We, at this church do not need to sally forth.  We are bearers of a free religious voice in a time of the narrowing of minds, we are faithful to diversity in a time of growing intolerance, we reason despite reaction and panic, we honor the inherent worth and dignity of every person when that might be too easily sacrificed, we cherish the web of life, we preach, we practice, we teach, we sing, we set an example of the freedoms – of the ideas for which so many people have already given so much -- we do this here in this church.  When you pledge this is what you pledge to – this harbor of peace and freedom, of spirit and reason, of knowledge and wisdom.

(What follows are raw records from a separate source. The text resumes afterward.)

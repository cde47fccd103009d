//! Partition of a dataflow graph into static islands.
//!
//! Every node starts in its own island. Neighbouring nodes are merged when
//! neither of them is a control join or split, a call or a memory access.
//! Forks are only folded into the island of their successors once all of
//! them ended up in the same island.
use dass_idx::maps::SecondaryMap;
use dass_ir::{self as ir, DataflowGraph, InstIdx, NodeIdx, NodeKind, Value};
use linked_hash_map::LinkedHashMap;
use std::collections::HashSet;

/// `n` may share an island with its neighbours.
pub fn can_merge(func: &ir::Function, graph: &DataflowGraph, n: NodeIdx) -> bool {
    let node = graph.node(n);
    match node.kind {
        k if k.is_branch() => node.preds.len() <= 1 && node.succs.len() <= 1,
        k if k.is_phi() => node.preds.len() <= 1,
        NodeKind::Inst => node.instr.is_none_or(|i| {
            let inst = func.inst(i);
            !inst.is_call() && !inst.op.is_memory()
        }),
        _ => true,
    }
}

/// The edge `from -> to` may be merged. Edges leaving a fork are merged
/// separately.
pub fn can_merge_edge(
    func: &ir::Function,
    graph: &DataflowGraph,
    from: NodeIdx,
    to: NodeIdx,
) -> bool {
    can_merge(func, graph, from)
        && can_merge(func, graph, to)
        && !graph.node(from).kind.is_fork()
}

/// Island membership of every node of a dataflow graph.
#[derive(Debug, Clone)]
pub struct IslandPartition {
    /// Union-find forest. Roots have no parent and name their island.
    parent: SecondaryMap<NodeIdx, Option<NodeIdx>>,
    nodes: Vec<NodeIdx>,
}

impl IslandPartition {
    /// One island per node.
    pub fn singletons(graph: &DataflowGraph) -> Self {
        IslandPartition {
            parent: SecondaryMap::new(),
            nodes: graph.keys().collect(),
        }
    }

    /// Singletons merged into maximal islands.
    pub fn new(func: &ir::Function, graph: &DataflowGraph) -> Self {
        let mut partition = Self::singletons(graph);
        partition.merge(func, graph);
        partition
    }

    /// The island of `n`, named by its representative node.
    pub fn island_of(&self, n: NodeIdx) -> NodeIdx {
        let mut cur = n;
        while let Some(p) = self.parent[cur] {
            cur = p;
        }
        cur
    }

    fn find(&mut self, n: NodeIdx) -> NodeIdx {
        let root = self.island_of(n);
        let mut cur = n;
        while let Some(p) = self.parent[cur] {
            self.parent.insert(cur, Some(root));
            cur = p;
        }
        root
    }

    /// Move every member of the island of `from` into the island of `to`.
    fn union(&mut self, from: NodeIdx, to: NodeIdx) {
        let (a, b) = (self.find(from), self.find(to));
        if a != b {
            self.parent.insert(a, Some(b));
        }
    }

    /// Grow the islands along every mergeable edge, then fold in the forks
    /// whose successors all share one island. Merging a partition that is
    /// already merged changes nothing.
    pub fn merge(&mut self, func: &ir::Function, graph: &DataflowGraph) {
        for n in self.nodes.clone() {
            let node = graph.node(n);
            for p in &node.preds {
                if can_merge_edge(func, graph, *p, n) {
                    self.union(*p, n);
                }
            }
            for s in &node.succs {
                if can_merge_edge(func, graph, n, *s) {
                    self.union(n, *s);
                }
            }
        }

        // Joining one fork can make an earlier one joinable.
        let forks: Vec<NodeIdx> = self
            .nodes
            .iter()
            .copied()
            .filter(|n| {
                let node = graph.node(*n);
                node.kind.is_fork() && !node.succs.is_empty()
            })
            .collect();
        let mut changed = true;
        while changed {
            changed = false;
            for n in &forks {
                let succs = &graph.node(*n).succs;
                let island = self.find(succs[0]);
                let joinable = succs.iter().all(|s| {
                    can_merge(func, graph, *s) && self.island_of(*s) == island
                });
                if joinable && self.find(*n) != island {
                    self.union(*n, island);
                    changed = true;
                }
            }
        }
    }

    /// Members of every island, ordered by their first node.
    pub fn groups(&self) -> LinkedHashMap<NodeIdx, Vec<NodeIdx>> {
        let mut groups: LinkedHashMap<NodeIdx, Vec<NodeIdx>> =
            LinkedHashMap::new();
        for n in &self.nodes {
            groups.entry(self.island_of(*n)).or_default().push(*n);
        }
        groups
    }

    /// Islands worth extracting: more than one node and more than `min_size`
    /// arithmetic or comparison instructions.
    pub fn static_islands(
        &self,
        func: &ir::Function,
        graph: &DataflowGraph,
        min_size: u64,
    ) -> Vec<StaticIsland> {
        self.groups()
            .into_iter()
            .map(|(id, nodes)| {
                let inst_size = nodes
                    .iter()
                    .filter_map(|n| inst_node(graph, *n))
                    .filter(|i| {
                        let inst = func.inst(*i);
                        inst.bin_op().is_some() || inst.is_cmp()
                    })
                    .count();
                StaticIsland {
                    id,
                    nodes,
                    inst_size,
                }
            })
            .filter(|isl| isl.nodes.len() > 1 && isl.inst_size as u64 > min_size)
            .collect()
    }
}

fn inst_node(graph: &DataflowGraph, n: NodeIdx) -> Option<InstIdx> {
    let node = graph.node(n);
    (node.kind == NodeKind::Inst).then_some(node.instr).flatten()
}

/// An island selected for extraction.
#[derive(Debug, Clone)]
pub struct StaticIsland {
    pub id: NodeIdx,
    pub nodes: Vec<NodeIdx>,
    /// Number of arithmetic and comparison instructions.
    pub inst_size: usize,
}

impl StaticIsland {
    /// The instructions, inputs and outputs to outline. Inputs are the
    /// operands of the instructions fed from outside the island, looking
    /// through phis and forks. Outputs are the instructions feeding a node
    /// outside the island, looking back through branches and forks.
    pub fn to_island(
        &self,
        func: &ir::Function,
        graph: &DataflowGraph,
        partition: &IslandPartition,
    ) -> ir::Island {
        let inside = |n: &NodeIdx| partition.island_of(*n) == self.id;
        let mut island = ir::Island::default();
        let mut visited = HashSet::new();
        for n in &self.nodes {
            let node = graph.node(*n);
            if let Some(i) = inst_node(graph, *n) {
                island.insts.push(i);
            }
            if node.preds.iter().any(|p| !inside(p)) {
                collect_args(func, graph, *n, &mut visited, &mut island.inputs);
            }
            if node.succs.iter().any(|s| !inside(s)) {
                let producer = match node.kind {
                    NodeKind::Inst => node.instr,
                    k if k.is_branch() || k.is_fork() => node
                        .preds
                        .first()
                        .and_then(|p| inst_node(graph, *p)),
                    _ => None,
                };
                if let Some(i) = producer {
                    if !island.outputs.contains(&i) {
                        island.outputs.push(i);
                    }
                }
            }
        }
        island
    }
}

fn collect_args(
    func: &ir::Function,
    graph: &DataflowGraph,
    n: NodeIdx,
    visited: &mut HashSet<NodeIdx>,
    inputs: &mut Vec<Value>,
) {
    if !visited.insert(n) {
        return;
    }
    let node = graph.node(n);
    match node.kind {
        NodeKind::Inst => {
            let Some(i) = node.instr else { return };
            for v in &func.inst(i).operands {
                if !inputs.contains(v) {
                    inputs.push(*v);
                }
            }
        }
        k if k.is_phi() => {
            if let &[s] = node.succs.as_slice() {
                collect_args(func, graph, s, visited, inputs);
            }
        }
        k if k.is_fork() => {
            for s in &node.succs {
                collect_args(func, graph, *s, visited, inputs);
            }
        }
        _ => {}
    }
}

#[cfg(test)]
mod tests {
    use super::*;
    use ir::{Argument, Builder, Type};

    fn int_args(names: &[&str]) -> Vec<Argument> {
        names
            .iter()
            .map(|n| Argument {
                name: (*n).into(),
                ty: Type::Int(32),
            })
            .collect()
    }

    /// x = a + b; y = x * 2; z = use(x); w = y + z; return w
    fn diamond(call_in_branch: bool) -> ir::Function {
        let mut f = ir::Function::new("f", int_args(&["a", "b"]));
        f.ret_ty = Type::Int(32);
        let mut b = Builder::new(&mut f);
        let entry = b.add_block("entry");
        b.set_insert_point(entry);
        let x = b.add(Value::Arg(0), Value::Arg(1));
        let y = b.mul(x.into(), Value::int(32, 2));
        let z = if call_in_branch {
            b.call("g", &[x.into()], Type::Int(32))
        } else {
            b.mul(x.into(), Value::int(32, 3))
        };
        let w = b.add(y.into(), z.into());
        b.ret(Some(w.into()));
        f
    }

    fn node(f: &ir::Function, g: &DataflowGraph, name: &str) -> NodeIdx {
        g.node_of(f.inst_by_name(name).unwrap()).unwrap()
    }

    #[test]
    fn fork_joins_when_all_branches_are_pure() {
        let f = diamond(false);
        let g = DataflowGraph::build(&f);
        let p = IslandPartition::new(&f, &g);
        let x = p.island_of(node(&f, &g, "add"));
        assert_eq!(x, p.island_of(node(&f, &g, "mul")));
        assert_eq!(x, p.island_of(node(&f, &g, "mul0")));
        assert_eq!(x, p.island_of(node(&f, &g, "add0")));
        let islands = p.static_islands(&f, &g, 1);
        assert_eq!(islands.len(), 1);
        assert_eq!(islands[0].inst_size, 4);
    }

    #[test]
    fn call_splits_the_fork() {
        let f = diamond(true);
        let g = DataflowGraph::build(&f);
        let p = IslandPartition::new(&f, &g);
        let call = node(&f, &g, "call");
        assert!(!can_merge(&f, &g, call));
        assert_ne!(p.island_of(node(&f, &g, "add")), p.island_of(node(&f, &g, "mul")));
        assert_eq!(p.island_of(node(&f, &g, "mul")), p.island_of(node(&f, &g, "add0")));
        assert!(g.keys().filter(|n| p.island_of(*n) == p.island_of(call)).count() == 1);
    }

    #[test]
    fn merging_twice_changes_nothing() {
        let f = diamond(true);
        let g = DataflowGraph::build(&f);
        let mut p = IslandPartition::new(&f, &g);
        let before = p.groups().into_iter().map(|(_, v)| v).collect::<Vec<_>>();
        p.merge(&f, &g);
        let after = p.groups().into_iter().map(|(_, v)| v).collect::<Vec<_>>();
        assert_eq!(before, after);
    }

    #[test]
    fn island_outputs_feed_outside_users() {
        let f = diamond(true);
        let g = DataflowGraph::build(&f);
        let p = IslandPartition::new(&f, &g);
        let islands = p.static_islands(&f, &g, 0);
        let x = f.inst_by_name("add").unwrap();
        let with_x = islands
            .iter()
            .find(|isl| isl.nodes.contains(&node(&f, &g, "add")))
            .unwrap();
        let island = with_x.to_island(&f, &g, &p);
        assert_eq!(island.insts, vec![x]);
        // The fork behind `x` feeds the call, which is outside.
        assert_eq!(island.outputs, vec![x]);
    }
}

Yesterday as the canvassers met and talked about our uncertain times, we reminded ourselves that in this place is something certain – solid.  Reach out to the person next to you.  Feel it in their hands.  Though the hands change over decades they remain clasped in commitment.  Solid.

Oh yes – we need lightbulbs, to fix our ceiling, to pay our expenses – but what we really keep here – alit in this chalice – symbol of our ideas – is this fire wrestled from ages of effort.  Where do you give?  To preserve tolerance, save the trees, create housing?  These are worthy efforts – but it is time to go to the root – beyond the Band-Aid to heal the body and treat not symptoms but causes.  The world is starving – poor in justice, in democracy, in peace, in equality, in freedom, in reason, and poor in spirit – but these are the things we keep here, and give to one another and to our children.  These are the treasures, which we hold in trust for a world limited in vision.  This is our fire – inherited from many generations and places.  If the world flies in negative chaos around us, we are anchored by this place and by one another.  This chalice is a symbol of the illumination we find and create here.  This place holds sacred and teaches bright thoughts and practices of freedom, justice, and peace.  It is in our ideas – in human thoughts and hearts that our world will first change.  How committed are you to changing root causes instead of symptoms?  How much power would you like this idea to have – how much of a voice in the world?  In proportion with your means, invest in the world you hope to see – for we can build it together – as long as we make a good place for this voice, as long as we spread our inclusive vision, and teach our reasoning word.  We are limitless together.  We are the rich inheritors of generations of free thought – we are the ancestors of the future. 

The cost of a light bulb is not much – the cost of a chalice merely material.  Our fire – is precious beyond count – therefore give in good faith in generous faith to this fire – to these principles – to this church and this world which so truly needs your gifts.